American physical oceanographer and electrical engineer

Frank Edwin Snodgrass (February 9, 1920 – June 29, 1985) was a physical oceanographer and electrical engineer. He spent nearly all of his career working with Prof. Walter Munk at Scripps Institution of Oceanography (SIO). The Cecil H. and Ida M. Green branch of the University of California Systemwide Institute of Geophysics and Planetary Physics (IGPP), in La Jolla, California has been strongly linked to Scripps since the 1960s through joint faculty appointments, research interests, and shared facilities. Other IGPP branches can be found at the Los Angeles, Irvine, Santa Cruz and Riverside campuses. Snodgrass spent many years researching and measuring the ocean tides and waves. During his career he had opportunities to work with fellow scientists around the world, including collaborations through the IGPP campuses, with Woods Hole Oceanographic Institution in Massachusetts and with the National Institute of Oceanography in England.

==Early life and early career==
Raised in Red Lodge, Montana, Frank Snodgrass joined the merchant marines as a young man, beginning what would become a lifelong connection with the sea. Trained as an electrical engineer, Snodgrass received his master's degree from the University of California, Berkeley in 1952 where he worked with other scientists in the ‘newly developing field of coastal engineering' under Joseph William Johnson.

==War years==
Snodgrass was inducted into the Navy in 1944. He served at the Naval Training School (NTS), Great Lakes, NTS Radio Chicago and the Naval Training Center, Gulfport, Mississippi as an instructor on the radio technology program, teaching math, slide rule and radio theory. He was honorably discharged in 1946.

At the end of WWII, Snodgrass was a junior member of the group of engineers under the M. P. O'Brien, Dean of Engineering at the University of California, Berkeley. He was working with John Isaacs, Joe Johnson, and Jack Putnam on the evaluation of the amphibious DUKW vehicle when he was persuaded to join Scripps Institution of Oceanography (SIO), La Jolla, Calif., in 1953.

== Research career ==
Snodgrass joined Scripps in 1953 as an Assistant Research Engineer beginning his long association with Prof. Walter Munk. He became an Associate Research Engineer in 1961 and later a research engineer at Scripps Institution of Oceanography (SIO) and the Institute of Geophysics and Planetary Physics (IGPP) in La Jolla, California.
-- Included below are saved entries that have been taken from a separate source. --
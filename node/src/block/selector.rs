use std::collections::HashSet;

use crate::block::types::transaction::{Nullifier, Transaction};
use crate::chain::{Chain, Result};

/// One selection pass over the pending pool. The cursor yields transactions
/// whose nullifiers are neither claimed earlier in this pass nor already
/// spent on the canonical chain. Conflicts resolve by pool order: the first
/// transaction to claim a nullifier wins, later claimants are skipped.
pub(crate) struct TransactionSelector<'a> {
    chain: &'a dyn Chain,
    pending: Box<dyn Iterator<Item = Transaction> + Send + 'a>,
    seen_nullifiers: HashSet<Nullifier>,
}

impl<'a> TransactionSelector<'a> {
    pub(crate) fn new(
        chain: &'a dyn Chain,
        pending: Box<dyn Iterator<Item = Transaction> + Send + 'a>,
    ) -> Self {
        Self {
            chain,
            pending,
            seen_nullifiers: HashSet::new(),
        }
    }

    /// Next double-spend-free transaction, or `None` when the pool is
    /// exhausted. A transaction's nullifiers are registered only after all
    /// of them check out, so a skipped transaction claims nothing.
    pub(crate) async fn next_eligible(&mut self) -> Result<Option<Transaction>> {
        'candidates: while let Some(transaction) = self.pending.next() {
            for nullifier in &transaction.nullifiers {
                if self.seen_nullifiers.contains(nullifier) {
                    log::trace!("Skipping transaction, nullifier claimed in this pass: {nullifier}");
                    continue 'candidates;
                }
                if self.chain.contains_nullifier(nullifier).await? {
                    log::trace!("Skipping transaction, nullifier already spent: {nullifier}");
                    continue 'candidates;
                }
            }
            self.seen_nullifiers
                .extend(transaction.nullifiers.iter().copied());
            return Ok(Some(transaction));
        }
        Ok(None)
    }
}

#[cfg(test)]
mod test {
    use crate::chain::{event_channel, MemoryChain};
    use crate::pool::{MemoryPool, TransactionPool};

    use super::*;

    fn nullifier(n: u8) -> Nullifier {
        Nullifier::new([n; 32])
    }

    fn transaction(fee: u64, nullifiers: Vec<Nullifier>) -> Transaction {
        Transaction::new(fee, nullifiers, vec![])
    }

    async fn select_all(chain: &MemoryChain, pool: &MemoryPool) -> Vec<Transaction> {
        let mut selector = TransactionSelector::new(chain, pool.pending());
        let mut selected = Vec::new();
        while let Some(tx) = selector.next_eligible().await.unwrap() {
            selected.push(tx);
        }
        selected
    }

    #[tokio::test]
    async fn test_first_claimant_wins_within_pass() {
        let (events, _rx) = event_channel();
        let chain = MemoryChain::new(events);
        let pool = MemoryPool::new();

        pool.add(transaction(1, vec![nullifier(1)]));
        pool.add(transaction(2, vec![nullifier(1)]));
        pool.add(transaction(3, vec![nullifier(2)]));

        let selected = select_all(&chain, &pool).await;

        let fees: Vec<u64> = selected.iter().map(|tx| tx.fee).collect();
        assert_eq!(fees, vec![1, 3]);
    }

    #[tokio::test]
    async fn test_chain_spent_nullifier_excluded() {
        let (events, _rx) = event_channel();
        let chain = MemoryChain::new(events);
        let pool = MemoryPool::new();

        chain.mark_spent(nullifier(1));
        pool.add(transaction(1, vec![nullifier(1)]));
        pool.add(transaction(2, vec![nullifier(2)]));

        let selected = select_all(&chain, &pool).await;

        assert_eq!(selected.len(), 1);
        assert_eq!(selected[0].fee, 2);
    }

    #[tokio::test]
    async fn test_skipped_transaction_claims_nothing() {
        let (events, _rx) = event_channel();
        let chain = MemoryChain::new(events);
        let pool = MemoryPool::new();

        //second nullifier disqualifies the first transaction
        chain.mark_spent(nullifier(2));
        pool.add(transaction(1, vec![nullifier(1), nullifier(2)]));
        //must still be eligible: nullifier 1 was never claimed
        pool.add(transaction(2, vec![nullifier(1)]));

        let selected = select_all(&chain, &pool).await;

        assert_eq!(selected.len(), 1);
        assert_eq!(selected[0].fee, 2);
    }

    #[tokio::test]
    async fn test_transaction_without_nullifiers_is_eligible() {
        let (events, _rx) = event_channel();
        let chain = MemoryChain::new(events);
        let pool = MemoryPool::new();

        pool.add(transaction(1, vec![]));
        pool.add(transaction(2, vec![]));

        let selected = select_all(&chain, &pool).await;

        assert_eq!(selected.len(), 2);
    }
}
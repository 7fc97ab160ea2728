pub mod builder;
pub mod shutdown;
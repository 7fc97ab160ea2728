use std::sync::atomic::{AtomicU64, Ordering};
use std::sync::Arc;

use crate::chain::{Chain, Verification};
use crate::director::cache::CandidateCache;
use crate::director::{MinedResult, MiningRequestId};
use crate::events::BlockBroadcast;
use crate::metrics;

/// Reconciles externally found solutions against the live chain. Runs on
/// spawned tasks, so completions interleave with construction and with each
/// other; the cache's atomic take is what keeps duplicates out.
pub(crate) struct ResultReconciler {
    chain: Arc<dyn Chain>,
    candidates: Arc<CandidateCache>,
    block_broadcast: BlockBroadcast,
    blocks_mined: Arc<AtomicU64>,
}

impl ResultReconciler {
    pub(crate) fn new(
        chain: Arc<dyn Chain>,
        candidates: Arc<CandidateCache>,
        block_broadcast: BlockBroadcast,
        blocks_mined: Arc<AtomicU64>,
    ) -> Self {
        Self {
            chain,
            candidates,
            block_broadcast,
            blocks_mined,
        }
    }

    /// A worker claims to have solved the candidate dispatched under
    /// `request_id`. Every path out of here is a terminal [`MinedResult`];
    /// reconciliation never errors.
    pub(crate) async fn successfully_mined(
        &self,
        randomness: u64,
        request_id: MiningRequestId,
    ) -> MinedResult {
        let Some(candidate) = self.candidates.take(request_id) else {
            log::debug!("Solution for unknown mining request: {request_id}");
            return MinedResult::UnknownRequest;
        };

        match self.chain.head() {
            Some(head) if head == candidate.parent_hash() => {}
            _ => {
                log::info!(
                    "Discarding stale solution for request {request_id}, chain moved past {}",
                    candidate.parent_hash()
                );
                return MinedResult::ChainChanged;
            }
        }

        let block = candidate.seal(randomness);
        if let Verification::Invalid(reason) = self.chain.verify(&block).await {
            log::warn!("Mined block failed verification: {reason}");
            return MinedResult::InvalidBlock;
        }

        let sequence = block.header.sequence;
        let difficulty = block.header.target.difficulty();
        if let Err(err) = self.chain.append(block.clone()).await {
            log::error!("Chain refused mined block at sequence {sequence}: {err}");
            return MinedResult::AddFailed;
        }

        self.blocks_mined.fetch_add(1, Ordering::Relaxed);
        if let Err(err) = self.block_broadcast.send_block(&block) {
            log::trace!("No listeners for mined block broadcast: {err:?}");
        }
        metrics::mined_block(difficulty, sequence);
        log::info!("Mined block connected at sequence {sequence}");
        MinedResult::Success
    }
}
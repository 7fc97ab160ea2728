use std::collections::{HashMap, HashSet};
use std::time::Duration;

use async_trait::async_trait;
use parking_lot::{Mutex, RwLock};
use primitive_types::U256;
use tokio::sync::mpsc::UnboundedSender;

use crate::block::types::block::{
    Block, BlockHash, BlockHeader, CandidateBlock, PartialHeader, Target, WorkHeader,
};
use crate::block::types::transaction::{Nullifier, Transaction};
use crate::chain::{Chain, ChainError, ChainEvent, Result, Verification};
use crate::utilities::encoding::Encode;
use crate::utilities::hash::blake2_256;
use crate::utilities::time::Clock;

/// Expected tries per solve: 2^256 / 2^240 = 2^16, a few milliseconds of
/// hashing on one core.
const DEFAULT_BASE_TARGET_BITS: usize = 240;

const DEFAULT_DECAY_INTERVAL: Duration = Duration::from_secs(10);

const GENESIS_GRAFFITI: &str = "genesis";

/// The proof rule of the in-memory chain: blake2b over the work bytes
/// followed by the little-endian randomness.
pub(crate) fn work_hash(work_bytes: &[u8], randomness: u64) -> BlockHash {
    let mut data = Vec::with_capacity(work_bytes.len() + 8);
    data.extend_from_slice(work_bytes);
    data.extend_from_slice(&randomness.to_le_bytes());
    BlockHash::new(blake2_256(&data))
}

struct ChainState {
    head: Option<BlockHash>,
    synced: bool,
    headers: HashMap<BlockHash, BlockHeader>,
    spent_nullifiers: HashSet<Nullifier>,
}

/// In-memory [`Chain`] implementation backing the `run` command and the
/// tests. Real deployments implement [`Chain`] against their own ledger.
pub struct MemoryChain {
    state: RwLock<ChainState>,
    base_target: Target,
    decay_interval_ms: u64,
    events: UnboundedSender<ChainEvent>,
    //test knobs, normally unset
    forced_invalid: Mutex<Option<String>>,
    forced_append_failure: Mutex<Option<String>>,
}

impl MemoryChain {
    pub fn new(events: UnboundedSender<ChainEvent>) -> Self {
        let base_target = Target::new(U256::one() << DEFAULT_BASE_TARGET_BITS);
        Self::with_base_target(base_target, DEFAULT_DECAY_INTERVAL, events)
    }

    pub fn with_base_target(
        base_target: Target,
        decay_interval: Duration,
        events: UnboundedSender<ChainEvent>,
    ) -> Self {
        let chain = Self {
            state: RwLock::new(ChainState {
                head: None,
                synced: false,
                headers: HashMap::new(),
                spent_nullifiers: HashSet::new(),
            }),
            base_target,
            decay_interval_ms: decay_interval.as_millis().max(1) as u64,
            events,
            forced_invalid: Mutex::new(None),
            forced_append_failure: Mutex::new(None),
        };
        chain.bootstrap_genesis();
        chain
    }

    fn bootstrap_genesis(&self) {
        let header = BlockHeader {
            previous_block_hash: BlockHash::zero(),
            sequence: 1,
            timestamp: Clock::now_millis(),
            graffiti: GENESIS_GRAFFITI.to_string(),
            transactions_hash: BlockHash::zero(),
            target: self.base_target,
            randomness: 0,
        };
        let hash = header.hash().expect("Genesis header must encode");

        let mut state = self.state.write();
        state.headers.insert(hash, header);
        state.head = Some(hash);
        log::debug!("Bootstrapped genesis block: {hash}");
    }

    /// Flip the synced flag. The transition into synced is announced once.
    pub fn set_synced(&self, synced: bool) {
        let became_synced = {
            let mut state = self.state.write();
            let became = synced && !state.synced;
            state.synced = synced;
            became
        };
        if became_synced {
            self.send_event(ChainEvent::Synced);
        }
    }

    /// Seed a spent nullifier without a containing block.
    pub fn mark_spent(&self, nullifier: Nullifier) {
        self.state.write().spent_nullifiers.insert(nullifier);
    }

    /// Make every following verification fail with `reason`.
    pub fn force_invalid(&self, reason: &str) {
        *self.forced_invalid.lock() = Some(reason.to_string());
    }

    /// Make every following append fail with `reason`.
    pub fn force_append_failure(&self, reason: &str) {
        *self.forced_append_failure.lock() = Some(reason.to_string());
    }

    fn send_event(&self, event: ChainEvent) {
        if self.events.send(event).is_err() {
            log::trace!("No chain event listener, dropping {event:?}");
        }
    }

    fn decayed_target(&self, elapsed_ms: u64) -> Target {
        let steps = (elapsed_ms / self.decay_interval_ms).min(256);
        let mut value = self.base_target.value();
        for _ in 0..steps {
            value = value.saturating_mul(U256::from(2));
        }
        Target::new(value)
    }

    fn run_verification(&self, block: &Block) -> anyhow::Result<Option<String>> {
        let parent = {
            let state = self.state.read();
            state
                .headers
                .get(&block.header.previous_block_hash)
                .cloned()
        };
        let Some(parent) = parent else {
            return Ok(Some(format!(
                "unknown parent {}",
                block.header.previous_block_hash
            )));
        };

        if block.header.sequence != parent.sequence + 1 {
            return Ok(Some(format!(
                "sequence {} does not follow parent sequence {}",
                block.header.sequence, parent.sequence
            )));
        }

        let work_bytes = WorkHeader::from(&block.header).encode()?;
        let hash = work_hash(&work_bytes, block.header.randomness);
        if !block.header.target.meets(&hash) {
            return Ok(Some(format!("work hash {hash} misses the target")));
        }

        let state = self.state.read();
        let mut claimed = HashSet::new();
        for nullifier in block.spent_nullifiers() {
            if state.spent_nullifiers.contains(nullifier) {
                return Ok(Some(format!("nullifier {nullifier} is already spent")));
            }
            if !claimed.insert(*nullifier) {
                return Ok(Some(format!("nullifier {nullifier} claimed twice")));
            }
        }

        Ok(None)
    }
}

#[async_trait]
impl Chain for MemoryChain {
    fn head(&self) -> Option<BlockHash> {
        self.state.read().head
    }

    fn is_synced(&self) -> bool {
        self.state.read().synced
    }

    async fn header(&self, hash: &BlockHash) -> Result<Option<BlockHeader>> {
        Ok(self.state.read().headers.get(hash).cloned())
    }

    async fn contains_nullifier(&self, nullifier: &Nullifier) -> Result<bool> {
        Ok(self.state.read().spent_nullifiers.contains(nullifier))
    }

    async fn construct_block(
        &self,
        parent: &BlockHash,
        reward: Transaction,
        transactions: Vec<Transaction>,
        graffiti: &str,
    ) -> Result<CandidateBlock> {
        let parent_header = self
            .state
            .read()
            .headers
            .get(parent)
            .cloned()
            .ok_or(ChainError::UnknownBlock(*parent))?;

        let now = Clock::now_millis();
        let elapsed = now.saturating_sub(parent_header.timestamp);
        let header = PartialHeader {
            previous_block_hash: *parent,
            sequence: parent_header.sequence + 1,
            timestamp: now,
            graffiti: graffiti.to_string(),
            transactions_hash: transactions_hash(&reward, &transactions)?,
            target: self.decayed_target(elapsed),
        };
        Ok(CandidateBlock::new(header, reward, transactions))
    }

    async fn verify(&self, block: &Block) -> Verification {
        if let Some(reason) = self.forced_invalid.lock().clone() {
            return Verification::Invalid(reason);
        }
        match self.run_verification(block) {
            Ok(None) => Verification::Valid,
            Ok(Some(reason)) => Verification::Invalid(reason),
            Err(err) => Verification::Invalid(err.to_string()),
        }
    }

    async fn append(&self, block: Block) -> Result<()> {
        if let Some(reason) = self.forced_append_failure.lock().clone() {
            return Err(ChainError::Rejected(reason));
        }

        let hash = block.hash()?;
        {
            let mut state = self.state.write();
            if state.head != Some(block.header.previous_block_hash) {
                return Err(ChainError::Rejected(format!(
                    "block {hash} does not extend the current head"
                )));
            }
            for nullifier in block.spent_nullifiers() {
                state.spent_nullifiers.insert(*nullifier);
            }
            state.headers.insert(hash, block.header.clone());
            state.head = Some(hash);
        }

        log::debug!("Connected block: {block}");
        self.send_event(ChainEvent::HeadConnected(hash));
        Ok(())
    }
}

fn transactions_hash(reward: &Transaction, transactions: &[Transaction]) -> anyhow::Result<BlockHash> {
    let mut data = reward.encode()?;
    for tx in transactions {
        data.extend(tx.encode()?);
    }
    Ok(BlockHash::new(blake2_256(&data)))
}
As a research engineer, Snodgrass' major fields of interest were oceanographic instrumentation and digital recording techniques. He was the first scientist to recall ocean instruments from the sea floor utilizing acoustic techniques,‘dropping instruments to the sea floor and recalling them some months or years later by acoustic commands.'

At IGPP Snodgrass worked alongside Prof. Walter Munk who spoke of him as ‘my partner for 23 years prior to his retirement in 1976’ – a partnership in which Munk describes Frank as ‘a superb ocean experimentalist.’ Munk and Snodgrass worked together from 1953 to 1975, co-authoring a number of papers.

Snodgrass pioneered several oceanographic techniques, including digital recording of wave pressure oscillation, the free-fall dropping of instruments to the sea floor for subsequent acoustic recall, and he was the first to design and use a portable seagoing laboratory. One of his most important contributions resulted from data collected during the early days of computers using the now antiquated system of IBM punch cards, and yet the data gathered on ocean swells was groundbreaking. It suggested that storms were being generated from very distant origins, as far as halfway around the Earth. Snodgrass installed a directional array off San Clemente Island, just off the California coast. “The results were spectacular” said Walter Munk. Data pointed to storms originating close to Antarctica and New Zealand. Subsequently, six wave stations were established to confirm this theory. Stations were established in New Zealand, Samoa, Palmyra (an uninhabited island in the Pacific), Hawaii, FLIP (an SIO special special-purpose vessel, which was moored in position for about a month), and Alaska. Snodgrass' free-fall instruments were used in each station (except FLIP) to track waves originating in the southern storm belt.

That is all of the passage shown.